Try it: Scan the listing for the word "looks" and report every line that contains it.

-------------------------

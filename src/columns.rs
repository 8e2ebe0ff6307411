use csv::StringRecord;

// Accepted header spellings, matched after `norm`. Detection is purely
// header-based and never inspects row values.
pub const STUDENT_NAME_COLUMNS: &[&str] = &[
    "reader name",
    "readername",
    "student name",
    "student_name",
    "name",
];
pub const MINUTES_COLUMNS: &[&str] = &[
    "minutes",
    "minutes read",
    "minutes_read",
    "total minutes",
    "reading minutes",
];
pub const TEACHER_COLUMNS: &[&str] = &[
    "teacher",
    "teacher name",
    "teacher_name",
    "classroom teacher",
];
pub const RAISED_COLUMNS: &[&str] = &[
    "raised",
    "amount raised",
    "donations",
    "donation amount",
    "total raised",
];
pub const SPONSORS_COLUMNS: &[&str] = &[
    "sponsors",
    "sponsor count",
    "num sponsors",
    "number of sponsors",
];

/// The one case-insensitivity primitive. Applied to headers, class names,
/// team names and student names everywhere matching happens; stored values
/// keep their original casing.
pub fn norm(s: &str) -> String {
    s.trim().to_ascii_lowercase()
}

#[derive(Debug, Clone, Copy, Default)]
pub struct ColumnFlags {
    pub has_student_name: bool,
    pub has_minutes: bool,
    pub has_teacher: bool,
    pub has_raised: bool,
    pub has_sponsors: bool,
}

pub fn detect(headers: &StringRecord) -> ColumnFlags {
    ColumnFlags {
        has_student_name: find_column(headers, STUDENT_NAME_COLUMNS).is_some(),
        has_minutes: find_column(headers, MINUTES_COLUMNS).is_some(),
        has_teacher: find_column(headers, TEACHER_COLUMNS).is_some(),
        has_raised: find_column(headers, RAISED_COLUMNS).is_some(),
        has_sponsors: find_column(headers, SPONSORS_COLUMNS).is_some(),
    }
}

/// First header whose normalized form is in `accepted`.
pub fn find_column(headers: &StringRecord, accepted: &[&str]) -> Option<usize> {
    headers
        .iter()
        .position(|h| accepted.contains(&norm(h).as_str()))
}

fn missing(field: &str, accepted: &[&str]) -> String {
    format!(
        "No {} column found (accepted headers: {})",
        field,
        accepted.join(", ")
    )
}

/// Column positions for one daily-minutes file, resolved once per upload.
#[derive(Debug, Clone, Copy)]
pub struct DailyLayout {
    pub student_name: usize,
    pub minutes: usize,
    pub teacher: Option<usize>,
}

pub fn resolve_daily(headers: &StringRecord) -> Result<DailyLayout, String> {
    let flags = detect(headers);
    if flags.has_raised && flags.has_sponsors {
        return Err(
            "This file looks like a cumulative stats export (it has Raised and Sponsors \
             columns). Upload it as a cumulative stats file instead."
                .to_string(),
        );
    }
    let Some(student_name) = find_column(headers, STUDENT_NAME_COLUMNS) else {
        return Err(missing("student name", STUDENT_NAME_COLUMNS));
    };
    let Some(minutes) = find_column(headers, MINUTES_COLUMNS) else {
        return Err(missing("minutes", MINUTES_COLUMNS));
    };
    Ok(DailyLayout {
        student_name,
        minutes,
        teacher: find_column(headers, TEACHER_COLUMNS),
    })
}

#[derive(Debug, Clone, Copy)]
pub struct CumulativeLayout {
    pub student_name: usize,
    pub teacher: usize,
    pub raised: usize,
    pub sponsors: usize,
    pub minutes: usize,
}

pub fn resolve_cumulative(headers: &StringRecord) -> Result<CumulativeLayout, String> {
    let flags = detect(headers);
    if flags.has_student_name && flags.has_minutes && !flags.has_raised && !flags.has_sponsors {
        return Err(
            "This file looks like a daily minutes file (student and minutes columns, no \
             Raised or Sponsors). Upload it as a daily minutes file instead."
                .to_string(),
        );
    }
    let mut missing_fields = Vec::new();
    if !flags.has_student_name {
        missing_fields.push("student name");
    }
    if !flags.has_teacher {
        missing_fields.push("teacher");
    }
    if !flags.has_raised {
        missing_fields.push("raised");
    }
    if !flags.has_sponsors {
        missing_fields.push("sponsors");
    }
    if !flags.has_minutes {
        missing_fields.push("minutes");
    }
    if !missing_fields.is_empty() {
        return Err(format!(
            "Cumulative stats upload requires student name, teacher, raised, sponsors and \
             minutes columns; missing: {}",
            missing_fields.join(", ")
        ));
    }
    // All five are present; the finds below cannot fail.
    Ok(CumulativeLayout {
        student_name: find_column(headers, STUDENT_NAME_COLUMNS).unwrap_or(0),
        teacher: find_column(headers, TEACHER_COLUMNS).unwrap_or(0),
        raised: find_column(headers, RAISED_COLUMNS).unwrap_or(0),
        sponsors: find_column(headers, SPONSORS_COLUMNS).unwrap_or(0),
        minutes: find_column(headers, MINUTES_COLUMNS).unwrap_or(0),
    })
}

fn find_exact(headers: &StringRecord, name: &str) -> Option<usize> {
    headers.iter().position(|h| norm(h) == name)
}

fn resolve_exact(headers: &StringRecord, required: &[&str], kind: &str) -> Result<Vec<usize>, String> {
    let mut idx = Vec::with_capacity(required.len());
    let mut missing_fields = Vec::new();
    for name in required {
        match find_exact(headers, name) {
            Some(i) => idx.push(i),
            None => missing_fields.push(*name),
        }
    }
    if !missing_fields.is_empty() {
        return Err(format!(
            "{} upload requires columns {}; missing: {}",
            kind,
            required.join(", "),
            missing_fields.join(", ")
        ));
    }
    Ok(idx)
}

#[derive(Debug, Clone, Copy)]
pub struct RosterLayout {
    pub student_name: usize,
    pub class_name: usize,
    pub home_room: usize,
    pub teacher_name: usize,
    pub grade_level: usize,
    pub team_name: usize,
}

pub fn resolve_roster(headers: &StringRecord) -> Result<RosterLayout, String> {
    let idx = resolve_exact(
        headers,
        &[
            "student_name",
            "class_name",
            "home_room",
            "teacher_name",
            "grade_level",
            "team_name",
        ],
        "Roster",
    )?;
    Ok(RosterLayout {
        student_name: idx[0],
        class_name: idx[1],
        home_room: idx[2],
        teacher_name: idx[3],
        grade_level: idx[4],
        team_name: idx[5],
    })
}

#[derive(Debug, Clone, Copy)]
pub struct ClassInfoLayout {
    pub class_name: usize,
    pub home_room: usize,
    pub teacher_name: usize,
    pub grade_level: usize,
    pub team_name: usize,
    pub total_students: usize,
}

pub fn resolve_class_info(headers: &StringRecord) -> Result<ClassInfoLayout, String> {
    let idx = resolve_exact(
        headers,
        &[
            "class_name",
            "home_room",
            "teacher_name",
            "grade_level",
            "team_name",
            "total_students",
        ],
        "Class info",
    )?;
    Ok(ClassInfoLayout {
        class_name: idx[0],
        home_room: idx[1],
        teacher_name: idx[2],
        grade_level: idx[3],
        team_name: idx[4],
        total_students: idx[5],
    })
}

#[derive(Debug, Clone, Copy)]
pub struct GradeRulesLayout {
    pub grade_level: usize,
    pub min_daily_minutes: usize,
    pub max_daily_minutes_credit: usize,
}

pub fn resolve_grade_rules(headers: &StringRecord) -> Result<GradeRulesLayout, String> {
    let idx = resolve_exact(
        headers,
        &["grade_level", "min_daily_minutes", "max_daily_minutes_credit"],
        "Grade rules",
    )?;
    Ok(GradeRulesLayout {
        grade_level: idx[0],
        min_daily_minutes: idx[1],
        max_daily_minutes_credit: idx[2],
    })
}

/// Color-bonus files carry timestamp and grade_level columns too; both are
/// ignored, so only the three used columns are resolved.
#[derive(Debug, Clone, Copy)]
pub struct ColorBonusLayout {
    pub class_name: usize,
    pub team_name: usize,
    pub students_count: usize,
}

pub fn resolve_color_bonus(headers: &StringRecord) -> Result<ColorBonusLayout, String> {
    let idx = resolve_exact(
        headers,
        &["class_name", "team_name", "students_count"],
        "Team color bonus",
    )?;
    Ok(ColorBonusLayout {
        class_name: idx[0],
        team_name: idx[1],
        students_count: idx[2],
    })
}

/// Cell access that treats a missing field as empty; csv pads short rows
/// only when flexible parsing is on, so indexes can run past the record.
pub fn cell<'r>(record: &'r StringRecord, idx: usize) -> &'r str {
    record.get(idx).unwrap_or("")
}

-------------------------

Written reply:
            "This file looks like a cumulative stats export (it has Raised and Sponsors \
            "This file looks like a daily minutes file (student and minutes columns, no \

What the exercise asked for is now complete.